Within 48 hours of the February 28 US-Israeli strikes on Iran, the 10-year Treasury yield was rising.

Here is what the data actually shows:

Before the first strike, large speculators in WTI crude oil already held a 33-week high net-long of 172,000 contracts. The smart money was not reacting to news. It had already placed the bet.

The bond selloff had three simultaneous drivers — not one. Inflation repricing was only a fifth of the Treasury move. The rest was term premium and something most coverage has entirely missed: petrodollar recycling collapse. Gulf revenues were stranded by the Strait closure. The structural buyer that historically cushions bond selloffs did not show up. That is why this was more violent than 2022.

Andurand made 20% in two weeks. Caxton lost $1.3 billion. The same trade — UK gilts — was the source of both outcomes depending on which side you held.

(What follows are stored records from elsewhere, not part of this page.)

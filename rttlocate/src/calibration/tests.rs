//! Tests for calibration models and the store.

use std::collections::{BTreeMap, HashMap};
use std::net::Ipv4Addr;

use approx::assert_relative_eq;

use super::*;
use crate::landmarks::LandmarkPosition;

fn store_with(
    variant: &str,
    keys: &[(&str, RangeModel)],
) -> CalibrationStore {
    let landmarks: HashMap<String, RangeModel> = keys
        .iter()
        .map(|(k, v)| (k.to_string(), v.clone()))
        .collect();
    let mut variants = BTreeMap::new();
    variants.insert(
        variant.to_string(),
        VariantCalibration::PerLandmark { landmarks },
    );
    CalibrationStore::from_variants(variants)
}

#[test]
fn test_cbg_range_uses_minimum_rtt() {
    let model = RangeModel::Cbg {
        m: 100_000.0,
        b: 0.0,
    };
    let range = model.range(&[10.0, 25.0, 80.0]);
    assert_eq!(range.min_m, 0.0);
    assert_relative_eq!(range.max_m, 1_000_000.0);
}

#[test]
fn test_cbg_intercept_is_meters() {
    let model = RangeModel::Cbg {
        m: 50_000.0,
        b: 25_000.0,
    };
    let range = model.range(&[2.0]);
    assert_relative_eq!(range.max_m, 125_000.0);
}

#[test]
fn test_negative_bound_clamps_to_zero() {
    let model = RangeModel::Octant {
        m: 10_000.0,
        b: -100_000.0,
    };
    let range = model.range(&[1.0]);
    assert_eq!(range.max_m, 0.0);
}

#[test]
fn test_gaussian_band_brackets_the_mean() {
    let model = RangeModel::SpotterGaussian {
        m: 100_000.0,
        b: 0.0,
        spread: 50_000.0,
    };
    // Mean RTT is 10 ms, so mu = 1 000 000 m.
    let range = model.range(&[5.0, 10.0, 15.0]);
    assert_relative_eq!(range.min_m, 1_000_000.0 - 1.644_853_6 * 50_000.0);
    assert_relative_eq!(range.max_m, 1_000_000.0 + 1.644_853_6 * 50_000.0);
    assert!(range.min_m < range.max_m);
}

#[test]
fn test_gaussian_lower_bound_floors_at_zero() {
    let model = RangeModel::SpotterGaussian {
        m: 1_000.0,
        b: 0.0,
        spread: 500_000.0,
    };
    let range = model.range(&[1.0]);
    assert_eq!(range.min_m, 0.0);
}

#[test]
fn test_physical_range_two_thirds_light_speed() {
    let range = physical_range(10.0);
    assert_eq!(range.min_m, 0.0);
    // 2/3 c over 5 ms one-way: just under 1000 km.
    assert_relative_eq!(range.max_m, 999_308.193, max_relative = 1e-6);
}

#[test]
fn test_empirical_bound_tighter_than_physics() {
    // A sane calibration never claims more distance than light in cable
    // can cover.
    let model = RangeModel::Cbg {
        m: 90_000.0,
        b: 0.0,
    };
    for rtt in [1.0_f32, 10.0, 120.0] {
        let empirical = model.range(&[rtt]);
        let physical = physical_range(rtt as f64);
        assert!(empirical.max_m <= physical.max_m);
    }
}

#[test]
fn test_lookup_priority_ipv4_label_ilabel() {
    let by_ip = RangeModel::Cbg { m: 1.0, b: 0.0 };
    let by_label = RangeModel::Cbg { m: 2.0, b: 0.0 };
    let by_ilabel = RangeModel::Cbg { m: 3.0, b: 0.0 };

    let lm = LandmarkPosition::new(Ipv4Addr::new(192, 0, 2, 7), "anchor-42", 0.0, 0.0);

    let store = store_with(
        "cbg-m-1",
        &[
            ("192.0.2.7", by_ip.clone()),
            ("anchor-42", by_label.clone()),
            ("42", by_ilabel.clone()),
        ],
    );
    assert_eq!(store.lookup("cbg-m-1", &lm), Some(&by_ip));

    let store = store_with(
        "cbg-m-1",
        &[("anchor-42", by_label.clone()), ("42", by_ilabel.clone())],
    );
    assert_eq!(store.lookup("cbg-m-1", &lm), Some(&by_label));

    let store = store_with("cbg-m-1", &[("42", by_ilabel.clone())]);
    assert_eq!(store.lookup("cbg-m-1", &lm), Some(&by_ilabel));

    let store = store_with("cbg-m-1", &[("other", by_label)]);
    assert_eq!(store.lookup("cbg-m-1", &lm), None);
}

#[test]
fn test_lookup_skips_negative_ilabel() {
    // A landmark whose label has no numeric suffix must not match a
    // literal "-1" key.
    let lm = LandmarkPosition::new(Ipv4Addr::new(192, 0, 2, 9), "gateway", 0.0, 0.0);
    let store = store_with("cbg-m-1", &[("-1", RangeModel::Cbg { m: 1.0, b: 0.0 })]);
    assert_eq!(store.lookup("cbg-m-1", &lm), None);
}

#[test]
fn test_pooled_variant_matches_every_landmark() {
    let global = RangeModel::SpotterUniform {
        m: 80_000.0,
        b: 10_000.0,
    };
    let mut variants = BTreeMap::new();
    variants.insert(
        "spo-m-a".to_string(),
        VariantCalibration::Pooled {
            global: global.clone(),
        },
    );
    let store = CalibrationStore::from_variants(variants);

    let lm = LandmarkPosition::new(Ipv4Addr::new(198, 51, 100, 1), "whatever", 5.0, 5.0);
    assert_eq!(store.lookup("spo-m-a", &lm), Some(&global));
    assert_eq!(store.lookup("cbg-m-1", &lm), None, "unknown variant");
}

#[test]
fn test_artifact_round_trip() {
    let mut landmarks = HashMap::new();
    landmarks.insert(
        "192.0.2.7".to_string(),
        RangeModel::Cbg {
            m: 95_000.0,
            b: 12_000.0,
        },
    );
    landmarks.insert(
        "anchor-3".to_string(),
        RangeModel::Octant {
            m: 88_000.0,
            b: 0.0,
        },
    );
    let mut variants = BTreeMap::new();
    variants.insert(
        "cbg-m-1".to_string(),
        VariantCalibration::PerLandmark { landmarks },
    );
    variants.insert(
        "spo-g-a".to_string(),
        VariantCalibration::Pooled {
            global: RangeModel::SpotterGaussian {
                m: 70_000.0,
                b: 5_000.0,
                spread: 150_000.0,
            },
        },
    );
    let store = CalibrationStore::from_variants(variants);

    let dir = tempfile::TempDir::new().unwrap();
    let path = dir.path().join("calibration.json.gz");
    store.save(&path).unwrap();
    let reloaded = CalibrationStore::load(&path).unwrap();
    assert_eq!(reloaded, store);
}

#[test]
fn test_load_missing_file_reports_path() {
    let err = CalibrationStore::load(Path::new("/nonexistent/calibration.json.gz")).unwrap_err();
    assert!(matches!(err, CalibrationError::Io { .. }));
    assert!(err.to_string().contains("/nonexistent/calibration.json.gz"));
}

And then there is the TACO trade. Reuters confirmed via LSEG exchange data that $500M+ in oil futures changed hands in a single minute, 15 minutes before Trump's Truth Social post announcing a five-day strike pause. A Columbia Law study of 93,000 Polymarket markets found a 69.9% win rate across 210,718 suspicious wallet-market pairs — 60 standard deviations above chance. One account placed its first trade 71 minutes before the February 28 strikes at a 17% implied probability. Profit: $553,000.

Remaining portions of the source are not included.